[Stored data]

▼

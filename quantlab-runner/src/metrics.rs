//! Performance metrics: pure functions over an equity curve.
//!
//! The driver reports start/final equity, return and order/fill counts; the
//! runner adds annualized Sharpe and maximum drawdown on top.

use serde::{Deserialize, Serialize};

use quantlab_core::engine::RunMetrics;

const PERIODS_PER_YEAR: f64 = 252.0;

/// Driver metrics plus curve statistics, as written to `metrics.json`.
#[derive(Debug, Clone, Default, PartialEq, Serialize, Deserialize)]
pub struct PerformanceMetrics {
    #[serde(flatten)]
    pub run: RunMetrics,
    pub sharpe: f64,
    pub max_drawdown: f64,
}

impl PerformanceMetrics {
    pub fn compute(run: &RunMetrics, equity_curve: &[f64]) -> Self {
        Self {
            run: run.clone(),
            sharpe: sharpe_ratio(equity_curve),
            max_drawdown: max_drawdown(equity_curve),
        }
    }

    pub fn total_return(&self) -> f64 {
        self.run.total_return
    }
}

// ─── Individual metric functions ────────────────────────────────────

/// Annualized Sharpe ratio of per-snapshot returns, zero risk-free rate.
///
/// Returns 0.0 with fewer than two returns or zero variance.
pub fn sharpe_ratio(equity_curve: &[f64]) -> f64 {
    let returns = period_returns(equity_curve);
    if returns.len() < 2 {
        return 0.0;
    }
    let std = std_dev(&returns);
    if std < 1e-15 {
        return 0.0;
    }
    mean(&returns) / std * PERIODS_PER_YEAR.sqrt()
}

/// Largest peak-to-trough decline as a negative fraction (0.0 if none).
pub fn max_drawdown(equity_curve: &[f64]) -> f64 {
    let Some(&first) = equity_curve.first() else {
        return 0.0;
    };
    let mut peak = first;
    let mut max_dd = 0.0_f64;
    for &eq in equity_curve {
        peak = peak.max(eq);
        if peak > 0.0 {
            max_dd = max_dd.min((eq - peak) / peak);
        }
    }
    max_dd
}

pub fn period_returns(equity_curve: &[f64]) -> Vec<f64> {
    equity_curve
        .windows(2)
        .map(|w| if w[0] > 0.0 { (w[1] - w[0]) / w[0] } else { 0.0 })
        .collect()
}

pub(crate) fn mean(values: &[f64]) -> f64 {
    if values.is_empty() {
        return 0.0;
    }
    values.iter().sum::<f64>() / values.len() as f64
}

/// Sample standard deviation.
fn std_dev(values: &[f64]) -> f64 {
    if values.len() < 2 {
        return 0.0;
    }
    let m = mean(values);
    let var = values.iter().map(|v| (v - m).powi(2)).sum::<f64>() / (values.len() - 1) as f64;
    var.sqrt()
}
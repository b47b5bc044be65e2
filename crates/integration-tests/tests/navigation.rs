//! Staging gate and route guard through the public `AppState` API.
//!
//! These tests need no backend: they exercise decisions that are made before
//! any request, or against a backend address that refuses connections.

#![allow(clippy::unwrap_used)]

use newtab_client::Navigation;
use newtab_client::storage::{ClientStorage, FileStorage, keys};
use newtab_core::Route;
use newtab_integration_tests::TestContext;
use url::Url;

const STAGING_PASSWORD: &str = "tB7!kq2#Lw9zR";

#[tokio::test]
async fn test_signed_out_navigation() {
    let ctx = TestContext::new("signed-out");
    let mut state = ctx.open().unwrap();

    assert_eq!(state.navigate(Route::Home).await, Navigation::Allow);
    assert_eq!(state.navigate(Route::Plans).await, Navigation::Allow);
    assert_eq!(state.navigate(Route::Login).await, Navigation::Allow);
    assert_eq!(
        state.navigate(Route::Settings).await,
        Navigation::Redirect(Route::Login)
    );
    assert_eq!(
        state.navigate(Route::Confirm).await,
        Navigation::Redirect(Route::Login)
    );
}

#[tokio::test]
async fn test_staging_flag_survives_restart() {
    let ctx = TestContext::new("staging").with_staging(STAGING_PASSWORD);

    let mut state = ctx.open().unwrap();
    assert_eq!(
        state.navigate(Route::Home).await,
        Navigation::Redirect(Route::StagingLogin)
    );
    assert_eq!(state.navigate(Route::StagingLogin).await, Navigation::Allow);
    assert!(state.staging().login("wrong-password").is_err());
    state.staging().login(STAGING_PASSWORD).unwrap();
    drop(state);

    let mut state = ctx.open().unwrap();
    assert!(state.staging().is_unlocked());
    assert_eq!(state.navigate(Route::Home).await, Navigation::Allow);
}

#[tokio::test]
async fn test_unreachable_backend_logs_out() {
    let mut ctx = TestContext::new("unreachable");
    ctx.config.api_base_url = Url::parse("http://127.0.0.1:9").unwrap();
    FileStorage::new(&ctx.config.storage_path)
        .set(keys::TOKEN, "tok_stale")
        .unwrap();

    let mut state = ctx.open().unwrap();
    assert!(state.session().is_authenticated());
    assert_eq!(
        state.navigate(Route::Settings).await,
        Navigation::Redirect(Route::Login)
    );

    assert!(!state.session().is_authenticated());
    assert!(!state.user().is_loaded());
    assert_eq!(
        FileStorage::new(&ctx.config.storage_path)
            .get(keys::TOKEN)
            .unwrap(),
        None
    );
}

#[tokio::test]
async fn test_truncated_storage_opens_signed_out() {
    let ctx = TestContext::new("truncated");
    std::fs::create_dir_all(ctx.config.storage_path.parent().unwrap()).unwrap();
    std::fs::write(&ctx.config.storage_path, r#"{"token": "tok_"#).unwrap();

    let mut state = ctx.open().unwrap();
    assert!(!state.session().is_authenticated());
    assert_eq!(
        state.navigate(Route::Settings).await,
        Navigation::Redirect(Route::Login)
    );

    state.logout();
    assert_eq!(
        FileStorage::new(&ctx.config.storage_path)
            .get(keys::TOKEN)
            .unwrap(),
        None
    );
}
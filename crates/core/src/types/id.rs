//! Newtype IDs for type-safe entity references.
//!
//! Identifiers in newtab are opaque strings issued by other systems (the
//! identity provider issues user ids, the billing backend issues plan ids).
//! Use the `define_id!` macro to create wrappers that prevent mixing them up.

/// Macro to define a type-safe string ID wrapper.
///
/// Creates a newtype wrapper around `String` with:
/// - `Serialize`/`Deserialize` with `#[serde(transparent)]`
/// - `Debug`, `Clone`, `PartialEq`, `Eq`, `Hash`
/// - Conversion methods: `new()`, `as_str()`, `into_inner()`
/// - `From<String>`, `From<&str>` and `Display` implementations
///
/// # Example
///
/// ```rust
/// # use newtab_core::define_id;
/// define_id!(UserId);
/// define_id!(PlanId);
///
/// let user_id = UserId::new("user_2abc");
/// let plan_id = PlanId::new("price_basic");
///
/// // These are different types, so this won't compile:
/// // let _: UserId = plan_id;
/// ```
#[macro_export]
macro_rules! define_id {
    ($name:ident) => {
        #[derive(
            Debug,
            Clone,
            PartialEq,
            Eq,
            Hash,
            PartialOrd,
            Ord,
            ::serde::Serialize,
            ::serde::Deserialize
        )]
        #[serde(transparent)]
        pub struct $name(String);

        impl $name {
            /// Create a new ID from any string-like value.
            #[must_use]
            pub fn new(id: impl Into<String>) -> Self {
                Self(id.into())
            }

            /// Get the underlying string slice.
            #[must_use]
            pub fn as_str(&self) -> &str {
                &self.0
            }

            /// Consume the ID and return the inner string.
            #[must_use]
            pub fn into_inner(self) -> String {
                self.0
            }

            /// Whether the ID is the empty string.
            #[must_use]
            pub fn is_empty(&self) -> bool {
                self.0.is_empty()
            }
        }

        impl ::core::fmt::Display for $name {
            fn fmt(&self, f: &mut ::core::fmt::Formatter<'_>) -> ::core::fmt::Result {
                f.write_str(&self.0)
            }
        }

        impl From<String> for $name {
            fn from(id: String) -> Self {
                Self(id)
            }
        }

        impl From<&str> for $name {
            fn from(id: &str) -> Self {
                Self(id.to_owned())
            }
        }

        impl AsRef<str> for $name {
            fn as_ref(&self) -> &str {
                &self.0
            }
        }
    };
}

// External subject id assigned by the identity provider.
define_id!(UserId);
// Subscription plan id assigned by the billing backend.
define_id!(PlanId);
//! Built-in search engines offered on the new tab page.

use serde::Serialize;

/// A search engine entry: display icon, name and query URL prefix.
#[derive(Debug, Clone, Copy, PartialEq, Eq, Serialize)]
pub struct SearchEngine {
    /// Icon identifier (`mdi-*` font icon or a static asset path).
    pub icon: &'static str,
    pub name: &'static str,
    /// Query URL prefix; the encoded query is appended verbatim.
    pub url: &'static str,
}

impl SearchEngine {
    /// Build the search URL for a free-text query.
    #[must_use]
    pub fn query_url(&self, query: &str) -> String {
        format!("{}{}", self.url, urlencoding::encode(query))
    }
}

/// Engines in display order. The first one is the default.
pub const SEARCH_ENGINES: &[SearchEngine] = &[
    SearchEngine {
        icon: "mdi-google",
        name: "Google",
        url: "https://www.google.com/search?q=",
    },
    SearchEngine {
        icon: "mdi-microsoft-bing",
        name: "Bing",
        url: "https://www.bing.com/search?q=",
    },
    SearchEngine {
        icon: "icons/perplexity.png",
        name: "Perplexity",
        url: "https://www.perplexity.ai/search?q=",
    },
];

/// Find an engine by name, ignoring ASCII case.
#[must_use]
pub fn find(name: &str) -> Option<&'static SearchEngine> {
    SEARCH_ENGINES
        .iter()
        .find(|engine| engine.name.eq_ignore_ascii_case(name))
}

/// The default engine (first in the table).
#[must_use]
#[allow(clippy::indexing_slicing)] // SEARCH_ENGINES is a non-empty constant
pub const fn default_engine() -> &'static SearchEngine {
    &SEARCH_ENGINES[0]
}

#[cfg(test)]
mod tests {
    use super::*;

    #[test]
    fn test_find_is_case_insensitive() {
        assert_eq!(find("perplexity").map(|e| e.name), Some("Perplexity"));
        assert!(find("duckduckgo").is_none());
    }

    #[test]
    fn test_query_url_encodes_query() {
        let bing = find("bing").map(|e| e.query_url("rust async & traits"));
        assert_eq!(
            bing.as_deref(),
            Some("https://www.bing.com/search?q=rust%20async%20%26%20traits")
        );
    }

    #[test]
    fn test_default_engine_is_google() {
        assert_eq!(default_engine().name, "Google");
    }
}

▲

▶ [Aim of the task]: An exact copy of the lines above, from the one containing "an equity curve." down to the one containing "Driver metrics plus" and including both, is the whole answer; retype it and nothing else.

▶ [Solved exercise]:
//! Performance metrics: pure functions over an equity curve.
//!
//! The driver reports start/final equity, return and order/fill counts; the
//! runner adds annualized Sharpe and maximum drawdown on top.

use serde::{Deserialize, Serialize};

use quantlab_core::engine::RunMetrics;

const PERIODS_PER_YEAR: f64 = 252.0;

/// Driver metrics plus curve statistics, as written to `metrics.json`.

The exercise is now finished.